CCHF/CCPC was awarded a $1.2 million grant from the Department
of Health and Human Services in October, 2002 that is designed
to build the capacity of health care ministries that serve the
poor and underserved communities through community-based primary
care services. The purpose of the program is to build capacity
and knowledge among faith- and community-based organizations and
encourage the development and replication of effective approaches
and programs to better meet the needs of underserved individuals
and families.

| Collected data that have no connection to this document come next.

//! Transactional behavior of the in-memory store.

use std::collections::BTreeSet;

use chrono::Utc;
use hoster_core::id::{self, ResourceKind};
use hoster_core::resources::{Capacity, ResourceSpec};
use hoster_store::model::{
    CloudCredential, CloudProvision, Deployment, DeploymentDomain, DeploymentStatus, Node,
    NodeStatus, ProvisionStatus, SshKey, Template, UsageEvent,
};
use hoster_store::{MemoryStore, Store, StoreError, StoreTx};

fn template(slug: &str, creator_id: i64) -> Template {
    Template {
        id: 0,
        reference_id: id::new_ref(ResourceKind::Template),
        creator_id,
        slug: slug.to_string(),
        name: slug.to_string(),
        version: "1.0.0".to_string(),
        compose_spec: "services:\n  web:\n    image: nginx:alpine\n".to_string(),
        variables: vec![],
        config_files: vec![],
        required_capabilities: BTreeSet::new(),
        resources: ResourceSpec::new(1.0, 512, 1024),
        published: false,
        category: None,
        tags: vec![],
        price_cents: 0,
        created_at: Utc::now(),
        updated_at: Utc::now(),
    }
}

fn deployment(name: &str, customer_id: i64, template_id: i64) -> Deployment {
    Deployment {
        id: 0,
        reference_id: id::new_ref(ResourceKind::Deployment),
        customer_id,
        template_id,
        template_ref: String::new(),
        template_version: "1.0.0".to_string(),
        name: name.to_string(),
        variables: Default::default(),
        domains: vec![],
        containers: vec![],
        node_id: None,
        proxy_port: None,
        resources: ResourceSpec::new(1.0, 512, 1024),
        status: DeploymentStatus::Pending,
        error_message: None,
        created_at: Utc::now(),
        updated_at: Utc::now(),
    }
}

fn node(name: &str, creator_id: i64) -> Node {
    Node {
        id: 0,
        reference_id: id::new_ref(ResourceKind::Node),
        creator_id,
        name: name.to_string(),
        ssh_host: "203.0.113.10".to_string(),
        ssh_port: 22,
        ssh_user: "root".to_string(),
        ssh_key_id: None,
        ssh_key_ref: String::new(),
        container_socket: "/var/run/docker.sock".to_string(),
        status: NodeStatus::Online,
        capabilities: ["standard".to_string()].into(),
        capacity: Capacity::new(ResourceSpec::new(4.0, 8192, 100_000)),
        base_domain: "apps.example.com".to_string(),
        public_ips: vec![],
        provision_id: None,
        last_health_check: None,
        error_message: None,
        created_at: Utc::now(),
        updated_at: Utc::now(),
    }
}

#[tokio::test]
async fn commit_on_ok_rollback_on_err() {
    let store = MemoryStore::new();

    let result: Result<(), StoreError> = store
        .with_tx(|tx| {
            tx.insert_template(&mut template("doomed", 1))?;
            Err(StoreError::InvalidData {
                op: "test",
                entity: "template",
                reason: "abort".to_string(),
            })
        })
        .await;
    assert!(result.is_err());

    let count: Result<usize, StoreError> =
        store.with_tx(|tx| Ok(tx.list_templates()?.len())).await;
    assert_eq!(count.unwrap(), 0, "rolled-back insert must not be visible");

    store
        .with_tx(|tx| tx.insert_template(&mut template("kept", 1)))
        .await
        .unwrap();
    let count: usize = store
        .with_tx(|tx| Ok::<_, StoreError>(tx.list_templates()?.len()))
        .await
        .unwrap();
    assert_eq!(count, 1);
}

#[tokio::test]
async fn write_read_back_equals_modulo_assigned_fields() {
    let store = MemoryStore::new();
    let mut tmpl = template("roundtrip", 7);
    let written = store
        .with_tx(|tx| {
            tx.insert_template(&mut tmpl)?;
            Ok::<_, StoreError>(tmpl.clone())
        })
        .await
        .unwrap();
    assert_ne!(written.id, 0);

    let read = store
        .with_tx(|tx| tx.template(written.id))
        .await
        .unwrap();
    assert_eq!(read, written);
}

#[tokio::test]
async fn duplicate_slug_rejected() {
    let store = MemoryStore::new();
    store
        .with_tx(|tx| tx.insert_template(&mut template("web", 1)))
        .await
        .unwrap();
    let err = store
        .with_tx(|tx| tx.insert_template(&mut template("web", 2)))
        .await
        .unwrap_err();
    assert!(matches!(err, StoreError::DuplicateSlug { .. }));
}

#[tokio::test]
async fn reference_id_resolution_populates_integer_fk() {
    let store = MemoryStore::new();
    let tmpl_ref = store
        .with_tx(|tx| {
            let mut t = template("refres", 1);
            tx.insert_template(&mut t)?;
            Ok::<_, StoreError>(t.reference_id)
        })
        .await
        .unwrap();

    let depl = store
        .with_tx(move |tx| {
            let mut d = deployment("shop", 2, 0);
            d.template_ref = tmpl_ref;
            tx.insert_deployment(&mut d)?;
            Ok::<_, StoreError>(d)
        })
        .await
        .unwrap();
    assert_ne!(depl.template_id, 0, "store must resolve ref to integer id");
}

#[tokio::test]
async fn template_delete_blocked_then_allowed() {
    let store = MemoryStore::new();
    let (tmpl_id, depl_id) = store
        .with_tx(|tx| {
            let mut t = template("guarded", 1);
            tx.insert_template(&mut t)?;
            let mut d = deployment("blocker", 2, t.id);
            tx.insert_deployment(&mut d)?;
            Ok::<_, StoreError>((t.id, d.id))
        })
        .await
        .unwrap();

    let err = store
        .with_tx(move |tx| tx.delete_template(tmpl_id))
        .await
        .unwrap_err();
    assert!(matches!(err, StoreError::ForeignKey { .. }));

    store
        .with_tx(move |tx| {
            let mut d = tx.deployment(depl_id)?;
            d.status = DeploymentStatus::Deleted;
            tx.update_deployment(&d)
        })
        .await
        .unwrap();
    store
        .with_tx(move |tx| tx.delete_template(tmpl_id))
        .await
        .unwrap();
}

#[tokio::test]
async fn resolve_user_is_idempotent_and_updates_nonempty() {
    let store = MemoryStore::new();
    let first: i64 = store
        .with_tx(|tx| tx.resolve_user("auth0|u1", "a@example.com", "Alice", "free"))
        .await
        .unwrap();
    let second: i64 = store
        .with_tx(|tx| tx.resolve_user("auth0|u1", "", "", "pro"))
        .await
        .unwrap();
    assert_eq!(first, second);

    let user = store.with_tx(move |tx| tx.user(first)).await.unwrap();
    assert_eq!(user.email, "a@example.com", "empty fields must not clobber");
    assert_eq!(user.plan_id, "pro", "non-empty fields must update");
}

#[tokio::test]
async fn deployment_lookup_by_domain() {
    let store = MemoryStore::new();
    let depl_ref = store
        .with_tx(|tx| {
            let mut t = template("domains", 1);
            tx.insert_template(&mut t)?;
            let mut d = deployment("shop", 2, t.id);
            d.domains = vec![
                DeploymentDomain::auto("shop-ab12cd34.apps.example.com", Utc::now()),
                DeploymentDomain::custom("shop.example.com"),
            ];
            tx.insert_deployment(&mut d)?;
            Ok::<_, StoreError>(d.reference_id)
        })
        .await
        .unwrap();

    let found = store
        .with_tx(|tx| tx.deployment_by_domain("shop.example.com"))
        .await
        .unwrap();
    assert_eq!(found.reference_id, depl_ref);

    let missing = store
        .with_tx(|tx| tx.deployment_by_domain("absent.example.com"))
        .await;
    assert!(matches!(missing, Err(StoreError::NotFound { .. })));
}

#[tokio::test]
async fn used_proxy_ports_ignore_deleted() {
    let store = MemoryStore::new();
    let (ports, routable) = store
        .with_tx(|tx| {
            let mut t = template("ports", 1);
            tx.insert_template(&mut t)?;
            let mut n = node("n1", 1);
            tx.insert_node(&mut n)?;

            for (name, port, status) in [
                ("a", 10_000, DeploymentStatus::Running),
                ("b", 10_001, DeploymentStatus::Stopped),
                ("c", 10_002, DeploymentStatus::Deleted),
            ] {
                let mut d = deployment(name, 2, t.id);
                d.node_id = Some(n.id);
                d.proxy_port = Some(port);
                d.status = status;
                tx.insert_deployment(&mut d)?;
            }
            Ok::<_, StoreError>((tx.used_proxy_ports(n.id)?, tx.count_routable_deployments()?))
        })
        .await
        .unwrap();
    assert_eq!(ports, vec![10_000, 10_001], "deleted rows release ports");
    assert_eq!(routable, 1, "only running deployments with a port are routable");
}

#[tokio::test]
async fn unreported_events_ordered_and_marked_once() {
    let store = MemoryStore::new();
    let base = Utc::now();
    let ids: Vec<i64> = store
        .with_tx(|tx| {
            let mut out = vec![];
            for (offset, ref_suffix) in [(30i64, "c"), (10, "a"), (20, "b")] {
                let mut e = UsageEvent {
                    id: 0,
                    reference_id: format!("evt_0000000{ref_suffix}"),
                    user_id: 1,
                    event_type: "deployment.start".to_string(),
                    resource_id: "depl_abcd1234".to_string(),
                    resource_type: "deployment".to_string(),
                    quantity: 1.0,
                    metadata: Default::default(),
                    timestamp: base + chrono::Duration::seconds(offset),
                    reported_at: None,
                };
                tx.append_usage_event(&mut e)?;
                out.push(e.id);
            }
            Ok::<_, StoreError>(out)
        })
        .await
        .unwrap();

    let batch = store
        .with_tx(|tx| tx.unreported_events(100))
        .await
        .unwrap();
    let stamps: Vec<_> = batch.iter().map(|e| e.timestamp).collect();
    let mut sorted = stamps.clone();
    sorted.sort();
    assert_eq!(stamps, sorted, "batch must be in timestamp order");

    let reported_at = Utc::now();
    store
        .with_tx(move |tx| tx.mark_events_reported(&ids, reported_at))
        .await
        .unwrap();

    let remaining = store
        .with_tx(|tx| tx.unreported_events(100))
        .await
        .unwrap();
    assert!(remaining.is_empty());
}

#[tokio::test]
async fn credential_delete_blocked_by_active_provision() {
    let store = MemoryStore::new();
    let (cred_id, prov_id) = store
        .with_tx(|tx| {
            let mut c = CloudCredential {
                id: 0,
                reference_id: id::new_ref(ResourceKind::Credential),
                creator_id: 1,
                provider: "digitalocean".to_string(),
                name: "do-main".to_string(),
                encrypted_payload: vec![1, 2, 3],
                default_region: "nyc3".to_string(),
                created_at: Utc::now(),
            };
            tx.insert_credential(&mut c)?;
            let mut p = CloudProvision {
                id: 0,
                reference_id: id::new_ref(ResourceKind::Provision),
                creator_id: 1,
                credential_id: c.id,
                credential_ref: String::new(),
                provider: "digitalocean".to_string(),
                instance_name: "worker-1".to_string(),
                region: "nyc3".to_string(),
                size: "s-2vcpu-4gb".to_string(),
                provider_instance_id: None,
                provider_key_id: None,
                public_ip: None,
                ssh_key_id: None,
                node_id: None,
                status: ProvisionStatus::Pending,
                current_step: None,
                error_message: None,
                created_at: Utc::now(),
                updated_at: Utc::now(),
            };
            tx.insert_provision(&mut p)?;
            Ok::<_, StoreError>((c.id, p.id))
        })
        .await
        .unwrap();

    let err = store
        .with_tx(move |tx| tx.delete_credential(cred_id))
        .await
        .unwrap_err();
    assert!(matches!(err, StoreError::ForeignKey { .. }));

    store
        .with_tx(move |tx| {
            let mut p = tx.provision(prov_id)?;
            p.status = ProvisionStatus::Destroyed;
            tx.update_provision(&p)
        })
        .await
        .unwrap();
    store
        .with_tx(move |tx| tx.delete_credential(cred_id))
        .await
        .unwrap();
}

#[tokio::test]
async fn ssh_key_delete_blocked_while_node_references_it() {
    let store = MemoryStore::new();
    let key_id = store
        .with_tx(|tx| {
            let mut k = SshKey {
                id: 0,
                reference_id: id::new_ref(ResourceKind::SshKey),
                creator_id: 1,
                name: "bootstrap".to_string(),
                public_key: "ssh-ed25519 AAAA test".to_string(),
                fingerprint: "SHA256:abc".to_string(),
                encrypted_private_key: vec![9, 9],
                created_at: Utc::now(),
            };
            tx.insert_ssh_key(&mut k)?;
            let mut n = node("keyed", 1);
            n.ssh_key_id = Some(k.id);
            tx.insert_node(&mut n)?;
            Ok::<_, StoreError>(k.id)
        })
        .await
        .unwrap();

    let err = store
        .with_tx(move |tx| tx.delete_ssh_key(key_id))
        .await
        .unwrap_err();
    assert!(matches!(err, StoreError::ForeignKey { .. }));
}

#[tokio::test]
async fn node_name_unique_per_creator() {
    let store = MemoryStore::new();
    store
        .with_tx(|tx| tx.insert_node(&mut node("n1", 1)))
        .await
        .unwrap();
    let err = store
        .with_tx(|tx| tx.insert_node(&mut node("n1", 1)))
        .await
        .unwrap_err();
    assert!(matches!(err, StoreError::DuplicateId { .. }));

    // Same name under a different creator is fine.
    store
        .with_tx(|tx| tx.insert_node(&mut node("n1", 2)))
        .await
        .unwrap();
}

This increase in capacity and knowledge will be
accomplished through providing sub-awards (SA) and technical assistance
(TA) to new or recently formed faith- and community-based health
care ministries.
Specifically, the purposes of the SA and TA are to:
1. Provide SA that will assist faith- and community-based primary
health care ministries to become operationally effective and financially
viable faith- and community-based providers of community-oriented
primary health care in underserved communities and populations;
and,
2. Provide TA and capacity-building resources to enable ministries
to become more effective administratively, fiscally and programmatically.